Work instructions –
Work out the number of lines in the listing below that include "scheme", and answer with it alone.

Entries supplied –
--- --- ---

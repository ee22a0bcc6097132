//! Object-store style HTTP uploads.
//!
//! Bytes are `PUT` to `{endpoint}/{bucket}/{key}`; the same URL is returned
//! for retrieval.

use crate::{url_with_key, validate_key, ArtifactStore, StoreError};
use async_trait::async_trait;
use std::time::Duration;
use url::Url;

#[derive(Debug, Clone)]
pub struct HttpStoreConfig {
    pub endpoint: String,
    pub bucket: String,
    pub bearer_token: Option<String>,
    pub timeout: Duration,
}

impl HttpStoreConfig {
    pub fn new(endpoint: impl Into<String>, bucket: impl Into<String>) -> Self {
        Self {
            endpoint: endpoint.into(),
            bucket: bucket.into(),
            bearer_token: None,
            timeout: Duration::from_secs(15),
        }
    }

    pub fn with_bearer_token(mut self, token: impl Into<String>) -> Self {
        self.bearer_token = Some(token.into());
        self
    }

    /// Read `DATAINSIGHT_UPLOAD_TOKEN` when set.
    pub fn with_token_from_env(mut self) -> Self {
        if let Ok(token) = std::env::var("DATAINSIGHT_UPLOAD_TOKEN") {
            if !token.trim().is_empty() {
                self.bearer_token = Some(token);
            }
        }
        self
    }
}

pub struct HttpArtifactStore {
    client: reqwest::Client,
    base: Url,
    bearer_token: Option<String>,
}

impl std::fmt::Debug for HttpArtifactStore {
    fn fmt(&self, f: &mut std::fmt::Formatter<'_>) -> std::fmt::Result {
        f.debug_struct("HttpArtifactStore")
            .field("base", &self.base.as_str())
            .field("authenticated", &self.bearer_token.is_some())
            .finish()
    }
}

impl HttpArtifactStore {
    pub fn new(config: HttpStoreConfig) -> Result<Self, StoreError> {
        let bucket = config.bucket.trim_matches('/');
        if bucket.is_empty() || bucket.contains('/') {
            return Err(StoreError::Config(format!("invalid bucket `{}`", config.bucket)));
        }
        let endpoint = config.endpoint.trim_end_matches('/');
        let base = Url::parse(&format!("{endpoint}/{bucket}/"))
            .map_err(|e| StoreError::Config(format!("upload endpoint `{}`: {e}", config.endpoint)))?;
        if !matches!(base.scheme(), "http" | "https") {
            return Err(StoreError::Config(format!(
                "upload endpoint must be http(s), got `{}`",
                base.scheme()
            )));
        }
        let client = reqwest::Client::builder()
            .timeout(config.timeout)
            .build()
            .map_err(|e| StoreError::Config(e.to_string()))?;
        Ok(Self {
            client,
            base,
            bearer_token: config.bearer_token,
        })
    }

    pub fn url_for(&self, key: &str) -> Result<Url, StoreError> {
        validate_key(key)?;
        url_with_key(&self.base, key)
    }
}

#[async_trait]
impl ArtifactStore for HttpArtifactStore {
    async fn put(&self, key: &str, bytes: Vec<u8>, content_type: &str) -> Result<String, StoreError> {
        let url = self.url_for(key)?;
        let size = bytes.len();
        let mut request = self
            .client
            .put(url.clone())
            .header(reqwest::header::CONTENT_TYPE, content_type)
            .body(bytes);
        if let Some(token) = &self.bearer_token {
            request = request.bearer_auth(token);
        }

        let response = request
            .send()
            .await
            .map_err(|e| StoreError::Upload(e.to_string()))?;
        let status = response.status();
        if !status.is_success() {
            let body = response.text().await.unwrap_or_default();
            return Err(StoreError::Upload(format!(
                "{status}: {}",
                body.chars().take(200).collect::<String>()
            )));
        }
        tracing::debug!(url = %url, bytes = size, "artifact uploaded");
        Ok(url.into())
    }

    fn name(&self) -> &'static str {
        "http"
    }
}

--- --- ---

Exercise solution –
2